Looking for the King: An Inklings Novel by David Downing was recommended by a friend. It is a novel set during World War II in Oxford and follows the adventures of two young Americans as they research Arthurian legends. Woven throughout the book is their interaction with CS Lewis and the Inklings group. It also had a slight mystery feel to the story. I appreciated that the story wasn't romance-driven which often takes away from, or rather becomes, the plot.
The Big Milly-Molly-Mandy Story Book by Joyce Brisley is an adorable series about a little girl named Milly Molly Mandy who lives in a little white cottage with her parents, grandparents, and aunt and uncle in 1920's England. Rachel and I read these together when she was young and now Laura and I are reading them. It's so fun to watch Laura enjoy the stories and to re-read them myself.
Tales from the End Cottage (Puffin Books) by Eileen Bell is like Gladys Taber for children. I finally broke down and bought this book since that was the only way to access it. It is adorable! The book tells the stories of the animals and Mrs. Apple who live in the last cottage on the street in a little village in England. It is very nature based, and the animals talk and have names such as Shoosh, George Fat, and Tooty. There are also sweet illustrations. David and I end up laughing every time we read a chapter.
As someone who is always looking for beauty, enjoying beauty, or creating beauty, this subject is very important to me. Since I am a Christian, it is also important to me to know how the concept of beauty fits into my knowledge of God (theology) and my worldview. This book made the connections.
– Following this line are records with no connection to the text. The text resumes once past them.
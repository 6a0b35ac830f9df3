//! Global `tracing` subscriber setup.

use crate::config::{LogFormat, LoggingConfig};
use anyhow::{Context, Result};
use tracing_subscriber::EnvFilter;

/// Build the event filter.
///
/// `RUST_LOG` wins when set; otherwise `level` is used as the directive.
pub fn build_filter(level: &str) -> Result<EnvFilter> {
    if std::env::var_os(EnvFilter::DEFAULT_ENV).is_some() {
        if let Ok(filter) = EnvFilter::try_from_default_env() {
            return Ok(filter);
        }
    }
    EnvFilter::try_new(level).with_context(|| format!("Invalid log filter: {}", level))
}

/// Install a global fmt subscriber writing to stderr.
///
/// Fails instead of panicking if a global subscriber is already set.
pub fn init_tracing(config: &LoggingConfig) -> Result<()> {
    let filter = build_filter(&config.level)?;
    let builder = tracing_subscriber::fmt()
        .with_env_filter(filter)
        .with_target(true)
        .with_writer(std::io::stderr);

    let installed = match config.format {
        LogFormat::Text => builder.try_init(),
        LogFormat::Json => builder.json().try_init(),
    };
    installed.map_err(|e| anyhow::anyhow!("Failed to install tracing subscriber: {}", e))
}
//! Shared utility functions for CLI commands

use crate::checkpoint::formatter::truncate_to_width;
use crate::checkpoint::{CheckpointSummary, FileState};
use crate::cli::error::CliError;
use colored::*;
use comfy_table::presets::UTF8_FULL_CONDENSED;
use comfy_table::{Attribute, Cell, Color, ContentArrangement, Table};

/// Display a user-friendly error message with suggestions
pub fn display_error_with_suggestions(error: &CliError, app_name: Option<&str>) {
    let app = app_name.unwrap_or("agent");

    eprintln!("{} {}", "❌ Error:".red().bold(), error.user_friendly_message().red());

    let error_str = error.to_string().to_lowercase();
    if error_str.contains("timed out") || error_str.contains("worker exited") {
        eprintln!("{}", "💡 Suggestions:".blue());
        eprintln!("   • Run the command again; the snapshot store may have been busy");
        eprintln!("   • Check that no other git process holds a lock in the store");
    } else if error_str.contains("not found") {
        eprintln!("{}", "💡 Suggestions:".blue());
        eprintln!("   • Run '{} checkpoint list' to see available checkpoints", app);
    } else if error_str.contains("disabled") {
        eprintln!("{}", "💡 Suggestions:".blue());
        eprintln!("   • Checkpoints stay off until the session restarts");
    }
}

/// Short label for a checkpoint's file snapshot state
pub fn file_state_label(state: &FileState) -> String {
    match state {
        FileState::Pending => "pending".to_string(),
        FileState::Resolved(commit) => commit.short().to_string(),
        FileState::Failed(_) => "failed".to_string(),
    }
}

/// Build the detailed checkpoint table used by `list --verbose`
pub fn checkpoint_table(checkpoints: &[CheckpointSummary], preview_chars: usize) -> Table {
    let mut table = Table::new();
    table
        .load_preset(UTF8_FULL_CONDENSED)
        .set_content_arrangement(ContentArrangement::Dynamic)
        .set_header(vec!["", "#", "Parent", "Created", "Input", "Messages", "Snapshot"]);

    for checkpoint in checkpoints {
        let marker = if checkpoint.is_current {
            Cell::new("*").fg(Color::Green).add_attribute(Attribute::Bold)
        } else {
            Cell::new("")
        };
        let parent = checkpoint
            .parent_id
            .map(|p| p.to_string())
            .unwrap_or_else(|| "-".to_string());
        let input = checkpoint.user_input.split_whitespace().collect::<Vec<_>>().join(" ");
        let snapshot = match &checkpoint.file_state {
            FileState::Failed(_) => Cell::new("failed").fg(Color::Red),
            state => Cell::new(file_state_label(state)),
        };

        table.add_row(vec![
            marker,
            Cell::new(checkpoint.id),
            Cell::new(parent),
            Cell::new(
                checkpoint
                    .created_at
                    .with_timezone(&chrono::Local)
                    .format("%Y-%m-%d %H:%M:%S"),
            ),
            Cell::new(truncate_to_width(&input, preview_chars)),
            Cell::new(checkpoint.history_length),
            snapshot,
        ]);
    }
    table
}
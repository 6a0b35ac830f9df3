//! Failure injection for checkpoint tests

use super::backend::{BackendError, BackendResult, MemoryBackend, SnapshotBackend};
use super::models::{CommitId, StoreId};
use async_trait::async_trait;
use std::path::{Path, PathBuf};
use std::sync::atomic::{AtomicBool, AtomicU64, AtomicUsize, Ordering};
use std::time::Duration;

/// Memory backend with scripted failures, panics and delays
#[derive(Debug)]
pub(crate) struct FlakyBackend {
    inner: MemoryBackend,
    available: AtomicBool,
    failing_stores: AtomicUsize,
    failing_restores: AtomicUsize,
    panic_next: AtomicBool,
    delay_ms: AtomicU64,
    stores: AtomicUsize,
    restores: AtomicUsize,
}

impl FlakyBackend {
    pub fn new() -> Self {
        Self {
            inner: MemoryBackend::new(),
            available: AtomicBool::new(true),
            failing_stores: AtomicUsize::new(0),
            failing_restores: AtomicUsize::new(0),
            panic_next: AtomicBool::new(false),
            delay_ms: AtomicU64::new(0),
            stores: AtomicUsize::new(0),
            restores: AtomicUsize::new(0),
        }
    }

    pub fn set_available(&self, available: bool) {
        self.available.store(available, Ordering::SeqCst);
    }

    pub fn fail_next_stores(&self, count: usize) {
        self.failing_stores.store(count, Ordering::SeqCst);
    }

    pub fn fail_next_restores(&self, count: usize) {
        self.failing_restores.store(count, Ordering::SeqCst);
    }

    /// Panic inside the next store or restore
    pub fn panic_on_next_call(&self) {
        self.panic_next.store(true, Ordering::SeqCst);
    }

    /// Sleep this long before every store or restore
    pub fn set_delay(&self, delay: Duration) {
        self.delay_ms.store(delay.as_millis() as u64, Ordering::SeqCst);
    }

    pub fn store_calls(&self) -> usize {
        self.stores.load(Ordering::SeqCst)
    }

    pub fn restore_calls(&self) -> usize {
        self.restores.load(Ordering::SeqCst)
    }

    async fn before_call(&self) {
        if self.panic_next.swap(false, Ordering::SeqCst) {
            panic!("injected backend panic");
        }
        let delay = self.delay_ms.load(Ordering::SeqCst);
        if delay > 0 {
            tokio::time::sleep(Duration::from_millis(delay)).await;
        }
    }

    fn take_failure(counter: &AtomicUsize) -> bool {
        counter
            .fetch_update(Ordering::SeqCst, Ordering::SeqCst, |n| n.checked_sub(1))
            .is_ok()
    }
}

#[async_trait]
impl SnapshotBackend for FlakyBackend {
    fn backend_type(&self) -> &'static str {
        "flaky"
    }

    async fn is_available(&self) -> bool {
        self.available.load(Ordering::SeqCst)
    }

    async fn locate(&self, project_dir: &Path) -> BackendResult<StoreId> {
        self.inner.locate(project_dir).await
    }

    async fn has_unsaved_changes(
        &self,
        project_dir: &Path,
        store: &StoreId,
        paths: &[PathBuf],
    ) -> BackendResult<bool> {
        self.inner.has_unsaved_changes(project_dir, store, paths).await
    }

    async fn latest_snapshot_id(&self, store: &StoreId) -> BackendResult<CommitId> {
        self.inner.latest_snapshot_id(store).await
    }

    async fn store(
        &self,
        project_dir: &Path,
        store: &StoreId,
        message: &str,
        paths: &[PathBuf],
    ) -> BackendResult<CommitId> {
        self.stores.fetch_add(1, Ordering::SeqCst);
        self.before_call().await;
        if Self::take_failure(&self.failing_stores) {
            return Err(BackendError::Other("injected store failure".to_string()));
        }
        self.inner.store(project_dir, store, message, paths).await
    }

    async fn restore(
        &self,
        project_dir: &Path,
        store: &StoreId,
        commit: &CommitId,
        paths: &[PathBuf],
    ) -> BackendResult<()> {
        self.restores.fetch_add(1, Ordering::SeqCst);
        self.before_call().await;
        if Self::take_failure(&self.failing_restores) {
            return Err(BackendError::Other("injected restore failure".to_string()));
        }
        self.inner.restore(project_dir, store, commit, paths).await
    }
}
DeWitt talked about the created world in all of its beauty being an expression of God's beauty, but not the essence of God's beauty. We cannot see God's beauty, evaluate it, or comprehend it, but we can see, in nature, expressions of this beauty. Day after day the heavens are shouting to us the glory of God -- are we listening, asks DeWitt.
"Beauty boomerangs from God into created beauty, then through the senses and soul of the image-bearer, and finally back to God with praise and glory." I think this quote summarizes and explains my quest for and desire to create beauty (it comes from God and we are privileged to experience it) as well as the result my enjoyments and creations ought to bring (praise and thanksgiving to God).
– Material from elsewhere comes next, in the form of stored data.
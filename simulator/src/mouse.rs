//! Mouse as the touch panel.

use embedded_graphics::prelude::Point;
use embedded_graphics_simulator::SimulatorEvent;
use embedded_graphics_simulator::sdl2::MouseButton;
use monitor_common::TouchSource;

/// Left button held down counts as a touch at the cursor.
#[derive(Default)]
pub struct MouseTouch {
    pressed: bool,
    position: Point,
}

impl MouseTouch {
    pub fn new() -> Self { Self::default() }

    /// Track button and cursor state; returns `true` if the event was consumed.
    pub fn handle(
        &mut self,
        event: &SimulatorEvent,
    ) -> bool {
        match *event {
            SimulatorEvent::MouseButtonDown {
                mouse_btn: MouseButton::Left,
                point,
            } => {
                self.pressed = true;
                self.position = point;
                true
            }
            SimulatorEvent::MouseButtonUp {
                mouse_btn: MouseButton::Left,
                point,
            } => {
                self.pressed = false;
                self.position = point;
                true
            }
            SimulatorEvent::MouseMove { point } => {
                self.position = point;
                true
            }
            _ => false,
        }
    }
}

impl TouchSource for MouseTouch {
    fn poll(&mut self) -> Option<Point> { self.pressed.then_some(self.position) }
}
//! Wiring for the 3.5" ILI9486 480x320 TFT with XPT2046 touch on an ESP32-WROOM-32.
//!
//! Display and touch share VSPI (SPI2 in esp-hal):
//! - SCLK: GPIO18
//! - MOSI: GPIO23
//! - MISO: GPIO19 (touch only, not wired to the LCD)
//! - TFT CS: GPIO5, DC: GPIO2, RST: GPIO4, backlight: GPIO22
//! - Touch CS: GPIO21

use esp_hal::spi::Mode;
use esp_hal::spi::master::Config as SpiConfig;
use esp_hal::time::Rate;

/// ILI9486 write clock. The panel's serial interface tops out around 27 MHz.
pub const DISPLAY_SPI_MHZ: u32 = 26;

/// XPT2046 clock; the ADC needs a slow bus for settled conversions.
pub const TOUCH_SPI_MHZ: u32 = 2;

/// Panel size as wired in the controller's native portrait orientation.
pub const NATIVE_WIDTH: u16 = 320;
pub const NATIVE_HEIGHT: u16 = 480;

/// Bytes buffered by the mipidsi SPI interface per transfer.
pub const INTERFACE_BUFFER: usize = 512;

/// SPI configuration for the ILI9486.
pub fn display_spi_config() -> SpiConfig {
    SpiConfig::default()
        .with_mode(Mode::_0)
        .with_frequency(Rate::from_mhz(DISPLAY_SPI_MHZ))
}

/// SPI configuration for the XPT2046.
pub fn touch_spi_config() -> SpiConfig {
    SpiConfig::default()
        .with_mode(Mode::_0)
        .with_frequency(Rate::from_mhz(TOUCH_SPI_MHZ))
}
DeWitt talked about beauty creating wonder, something that only people (not animals) experience. And the natural outflow of wonder is worship/praise/thanksgiving. Beauty and art are meant to create wonder and this wonder is meant to lead us to praise God, the ultimate creator of all that we enjoy. Otherwise, if the wonder does not move into praise/worship we begin to make a god out of the art or the artist themselves.
DeWitt talks about the beauty of Christ as the very incarnation of God among us, perfect in every way and most beautiful of all in his ultimate sacrifice on the cross. DeWitt claims that all beauty is a breadcrumb path that is meant to lead us to Christ.
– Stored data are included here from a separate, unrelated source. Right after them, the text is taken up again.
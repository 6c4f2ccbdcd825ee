//! Touch input.
//!
//! [`TouchSource`] is the seam to the hardware (or the simulator's mouse).
//! [`TouchLatch`] turns the raw per-iteration samples into press edges so a finger
//! held on the toggle button switches mode once, not on every loop iteration.

use embedded_graphics::prelude::Point;

use crate::time::{Millis, elapsed};

/// Polled touch input.
pub trait TouchSource {
    /// Current touch position in screen coordinates, if the panel is pressed.
    ///
    /// Must not block. Read failures are reported as `None`.
    fn poll(&mut self) -> Option<Point>;
}

/// Press-edge detection with time-based debounce.
pub struct TouchLatch {
    debounce_ms: u32,
    was_pressed: bool,
    last_change: Option<Millis>,
}

impl TouchLatch {
    /// Create a latch in the released state.
    pub const fn new(debounce_ms: u32) -> Self {
        Self {
            debounce_ms,
            was_pressed: false,
            last_change: None,
        }
    }

    /// Feed one sample; returns the touch point only on the press edge.
    ///
    /// A state change within `debounce_ms` of the previous accepted change is
    /// treated as contact bounce and ignored.
    pub fn update(
        &mut self,
        now: Millis,
        sample: Option<Point>,
    ) -> Option<Point> {
        let pressed = sample.is_some();
        if pressed == self.was_pressed {
            return None;
        }

        if let Some(last) = self.last_change
            && elapsed(now, last) < self.debounce_ms
        {
            return None;
        }

        self.was_pressed = pressed;
        self.last_change = Some(now);
        sample
    }
}

// =============================================================================
// Unit Tests
// =============================================================================

#[cfg(test)]
mod tests {
    use super::*;

    const P: Point = Point::new(400, 20);

    #[test]
    fn test_press_edge_reported_once() {
        let mut latch = TouchLatch::new(50);
        assert_eq!(latch.update(0, Some(P)), Some(P));
        assert_eq!(latch.update(10, Some(P)), None);
        assert_eq!(latch.update(500, Some(P)), None);
    }

    #[test]
    fn test_release_then_press_again() {
        let mut latch = TouchLatch::new(50);
        latch.update(0, Some(P));
        assert_eq!(latch.update(100, None), None);
        assert_eq!(latch.update(200, Some(P)), Some(P));
    }

    #[test]
    fn test_bounce_ignored() {
        let mut latch = TouchLatch::new(50);
        latch.update(0, Some(P));
        // Release within the debounce window is ignored
        assert_eq!(latch.update(20, None), None);
        // So a re-press inside the window is not a new edge
        assert_eq!(latch.update(30, Some(P)), None);
        // A release after the window is accepted
        assert_eq!(latch.update(100, None), None);
        assert_eq!(latch.update(200, Some(P)), Some(P));
    }

    #[test]
    fn test_no_touch_no_edge() {
        let mut latch = TouchLatch::new(50);
        assert_eq!(latch.update(0, None), None);
        assert_eq!(latch.update(1000, None), None);
    }
}
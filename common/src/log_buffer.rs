//! Log buffer shown in the dashboard's log panel.
//!
//! A fixed ring of the seven most recent lines. Each entry carries a level, a
//! message truncated to 44 characters, and the timestamp it was pushed at.
//!
//! # Log Levels
//!
//! - `Debug`: Grey - touch noise, ignored events
//! - `Info`: Green - mode changes, power flow updates
//! - `Warn`: Yellow - rejected configuration
//! - `Error`: Red - hardware faults

use core::fmt::{self, Write};

use embedded_graphics::pixelcolor::Rgb565;
use heapless::{Deque, String};

use crate::colors::{GREY, GREEN, RED, YELLOW};
use crate::config::{LOG_LINE_CHARS, LOG_LINES};
use crate::time::Millis;

/// Log severity level.
#[derive(Clone, Copy, PartialEq, Eq, Debug, Default)]
#[cfg_attr(feature = "defmt", derive(defmt::Format))]
#[repr(u8)]
pub enum LogLevel {
    /// Debug information (grey)
    Debug = 0,
    /// Normal operation (green)
    #[default]
    Info = 1,
    /// Warnings (yellow)
    Warn = 2,
    /// Errors (red)
    Error = 3,
}

impl LogLevel {
    /// Get the display color for this log level.
    pub const fn color(self) -> Rgb565 {
        match self {
            Self::Debug => GREY,
            Self::Info => GREEN,
            Self::Warn => YELLOW,
            Self::Error => RED,
        }
    }

    /// Get the single-character prefix for this level.
    pub const fn prefix(self) -> char {
        match self {
            Self::Debug => 'D',
            Self::Info => 'I',
            Self::Warn => 'W',
            Self::Error => 'E',
        }
    }
}

/// One log line.
#[derive(Clone, Debug)]
pub struct LogEntry {
    /// Log severity level.
    pub level: LogLevel,
    /// Log message (truncated to `LOG_LINE_CHARS`).
    pub message: String<LOG_LINE_CHARS>,
    /// Milliseconds since boot when the line was pushed.
    pub timestamp_ms: Millis,
}

impl LogEntry {
    /// Create a new log entry, truncating the message.
    pub fn new(
        level: LogLevel,
        message: &str,
        timestamp_ms: Millis,
    ) -> Self {
        let mut line = Truncating(String::new());
        line.write_str(message).ok();
        Self {
            level,
            message: line.0,
            timestamp_ms,
        }
    }
}

/// `fmt::Write` adapter that drops characters past the capacity instead of failing.
struct Truncating(String<LOG_LINE_CHARS>);

impl Write for Truncating {
    fn write_str(
        &mut self,
        s: &str,
    ) -> fmt::Result {
        for c in s.chars() {
            if self.0.push(c).is_err() {
                break;
            }
        }
        Ok(())
    }
}

/// Ring of the most recent log lines (oldest first).
pub struct LogBuffer {
    entries: Deque<LogEntry, LOG_LINES>,
}

impl LogBuffer {
    /// Create a new empty log buffer.
    pub const fn new() -> Self {
        Self {
            entries: Deque::new(),
        }
    }

    /// Push a line. If the buffer is full, the oldest line is dropped.
    pub fn push(
        &mut self,
        level: LogLevel,
        message: &str,
        now: Millis,
    ) {
        self.push_entry(LogEntry::new(level, message, now));
    }

    /// Push a formatted line without allocating.
    ///
    /// ```ignore
    /// log.push_fmt(LogLevel::Info, now, format_args!("Solar {} W", watts));
    /// ```
    pub fn push_fmt(
        &mut self,
        level: LogLevel,
        now: Millis,
        args: fmt::Arguments<'_>,
    ) {
        let mut line = Truncating(String::new());
        line.write_fmt(args).ok();
        self.push_entry(LogEntry {
            level,
            message: line.0,
            timestamp_ms: now,
        });
    }

    fn push_entry(
        &mut self,
        entry: LogEntry,
    ) {
        if self.entries.is_full() {
            self.entries.pop_front();
        }
        self.entries.push_back(entry).ok();
    }

    /// Get the number of entries in the buffer.
    #[inline]
    pub fn len(&self) -> usize { self.entries.len() }

    /// Check if buffer is empty.
    #[inline]
    pub fn is_empty(&self) -> bool { self.entries.is_empty() }

    /// Iterate over entries from oldest to newest.
    pub fn iter(&self) -> impl Iterator<Item = &LogEntry> { self.entries.iter() }

    /// Most recently pushed entry.
    pub fn latest(&self) -> Option<&LogEntry> { self.entries.back() }
}

impl Default for LogBuffer {
    fn default() -> Self { Self::new() }
}

// =============================================================================
// Tests
// =============================================================================

#[cfg(test)]
mod tests {
    use super::*;

    #[test]
    fn test_push_and_len() {
        let mut log = LogBuffer::new();
        assert!(log.is_empty());

        log.push(LogLevel::Info, "Boot", 0);
        assert_eq!(log.len(), 1);
        assert_eq!(log.latest().unwrap().message.as_str(), "Boot");
    }

    #[test]
    fn test_eighth_push_evicts_oldest() {
        let mut log = LogBuffer::new();
        for i in 0..8u32 {
            log.push_fmt(LogLevel::Info, i * 10, format_args!("line {i}"));
        }
        assert_eq!(log.len(), LOG_LINES);

        let first = log.iter().next().unwrap();
        assert_eq!(first.message.as_str(), "line 1");
        assert_eq!(first.timestamp_ms, 10);
        assert_eq!(log.latest().unwrap().message.as_str(), "line 7");
    }

    #[test]
    fn test_long_line_truncated() {
        let mut log = LogBuffer::new();
        let long_msg = "This message is much longer than the forty-four characters a line holds";
        log.push(LogLevel::Warn, long_msg, 0);

        let stored = log.latest().unwrap();
        assert_eq!(stored.message.len(), LOG_LINE_CHARS);
        assert!(long_msg.starts_with(stored.message.as_str()));
    }

    #[test]
    fn test_formatted_line_truncated_not_dropped() {
        let mut log = LogBuffer::new();
        let tail = "x".repeat(60);
        log.push_fmt(LogLevel::Info, 0, format_args!("Start {tail}"));

        let stored = log.latest().unwrap();
        assert!(stored.message.starts_with("Start x"));
        assert_eq!(stored.message.len(), LOG_LINE_CHARS);
    }

    #[test]
    fn test_level_colors_and_prefixes() {
        assert_eq!(LogLevel::Info.color(), GREEN);
        assert_eq!(LogLevel::Error.color(), RED);
        assert_eq!(LogLevel::Warn.prefix(), 'W');
        assert_eq!(LogLevel::Debug.prefix(), 'D');
    }
}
The book also talks about a task of art in this fallen world -- reminding us of the beautiful that was lost and anticipating the perfect that is to come. Everything finds its meaning as it relates to the Big Story of Creation, Redemption and Consummation (Heaven).
DeWitt addressed the question of viewing and assessing artwork from a Christian perspective. How is the artist portraying truth? How is the artist hiding truth? Is there a lie in the created beauty? Does this beauty cause wonder in me and then result in praise of God?
As you can see, this book gave me lots to think about. I took plenty of notes which I will certainly continue to reference. If you are interested in the subjects of art or beauty I highly recommend reading this book.